▶ [WHAT THIS TASK INVOLVES]:
Lines with "absolute" in the records below: say how many there are, and add nothing.

Records from a data source
// Copyright 2025 the Understory Authors
// SPDX-License-Identifier: Apache-2.0 OR MIT

//! Render surface capability and the pointer events it delivers.

use core::fmt::Debug;
use kurbo::Rect;

use crate::types::{ConnectorRole, NodeId, StateClass};

/// A retained element store the tree draws into.
///
/// Elements are created detached, styled with a [`StateClass`] and absolute
/// bounds, and attached to a container. The tree never reads content back;
/// it only reads class and bounds so a refreshed representation can take over
/// the styling of the one it replaces.
///
/// Pointer input flows the other way: an element registered with
/// [`Surface::listen`] routes its press and click events to the given node,
/// and the host hands them to [`LazyTree::handle_pointer`](crate::LazyTree::handle_pointer).
pub trait Surface {
    /// Content produced by the backing nodes.
    type Content;
    /// Handle to an element.
    type Element: Copy + Eq + Debug;
    /// Handle to a container elements attach to.
    type Container: Copy + Eq + Debug;

    /// Create a detached representation element for `content`, decorated with
    /// an indicator of how many children the node has.
    fn create_representation(
        &mut self,
        content: Self::Content,
        child_count: usize,
    ) -> Self::Element;

    /// Create a detached connector element.
    fn create_connector(&mut self, role: ConnectorRole) -> Self::Element;

    /// Route pointer events on `element` to `target`.
    fn listen(&mut self, element: Self::Element, target: NodeId);

    /// Attach `element` to `container`, moving it if it is attached elsewhere.
    fn attach(&mut self, element: Self::Element, container: Self::Container);

    /// Returns `true` if `element` is currently attached to `container`.
    fn is_attached(&self, element: Self::Element, container: Self::Container) -> bool;

    /// Detach and free `element`, dropping any listener registered on it.
    fn destroy(&mut self, element: Self::Element);

    /// Replace the state class of `element`.
    fn set_class(&mut self, element: Self::Element, class: StateClass);

    /// Current state class of `element`, if any was set.
    fn class(&self, element: Self::Element) -> Option<StateClass>;

    /// Set the absolute position and size of `element`.
    fn set_bounds(&mut self, element: Self::Element, bounds: Rect);

    /// Current absolute bounds of `element`, if it is live.
    fn bounds(&self, element: Self::Element) -> Option<Rect>;
}

bitflags::bitflags! {
    /// Modifier keys held during a pointer event.
    #[derive(Clone, Copy, Debug, Default, PartialEq, Eq, Hash)]
    #[cfg_attr(feature = "serde", derive(serde::Serialize, serde::Deserialize))]
    pub struct Modifiers: u8 {
        /// Shift key.
        const SHIFT   = 0b0000_0001;
        /// Control key.
        const CONTROL = 0b0000_0010;
        /// Alt / Option key.
        const ALT     = 0b0000_0100;
        /// Meta / Command / Super key.
        const META    = 0b0000_1000;
    }
}

/// Pointer event phase as delivered by the surface.
#[derive(Copy, Clone, Debug, Eq, PartialEq, Hash)]
pub enum PointerKind {
    /// Button went down over the element.
    Press,
    /// Button went down and up over the same element.
    Click,
}

/// Pointer button.
#[derive(Copy, Clone, Debug, Default, Eq, PartialEq, Hash)]
pub enum PointerButton {
    /// Main button (usually left).
    #[default]
    Primary,
    /// Secondary button (usually right).
    Secondary,
    /// Auxiliary button (usually the wheel).
    Auxiliary,
}

/// A pointer event routed to a node.
#[derive(Copy, Clone, Debug, Eq, PartialEq, Hash)]
pub struct PointerEvent {
    /// Press or click.
    pub kind: PointerKind,
    /// Button involved.
    pub button: PointerButton,
    /// Modifier keys held.
    pub modifiers: Modifiers,
}

impl PointerEvent {
    /// Primary-button click.
    #[must_use]
    pub const fn click(modifiers: Modifiers) -> Self {
        Self {
            kind: PointerKind::Click,
            button: PointerButton::Primary,
            modifiers,
        }
    }

    /// Primary-button press.
    #[must_use]
    pub const fn press(modifiers: Modifiers) -> Self {
        Self {
            kind: PointerKind::Press,
            button: PointerButton::Primary,
            modifiers,
        }
    }
}

/// What the host should do after the tree handled a pointer event.
#[derive(Copy, Clone, Debug, Eq, PartialEq, Hash)]
pub enum PointerResponse {
    /// The tree did not act on the event.
    Ignored,
    /// The tree changed structure and redrew.
    Handled,
    /// The host should suppress its default behavior (text selection).
    PreventDefault,
}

▶ [RESPONSE TO THIS TASK]:
3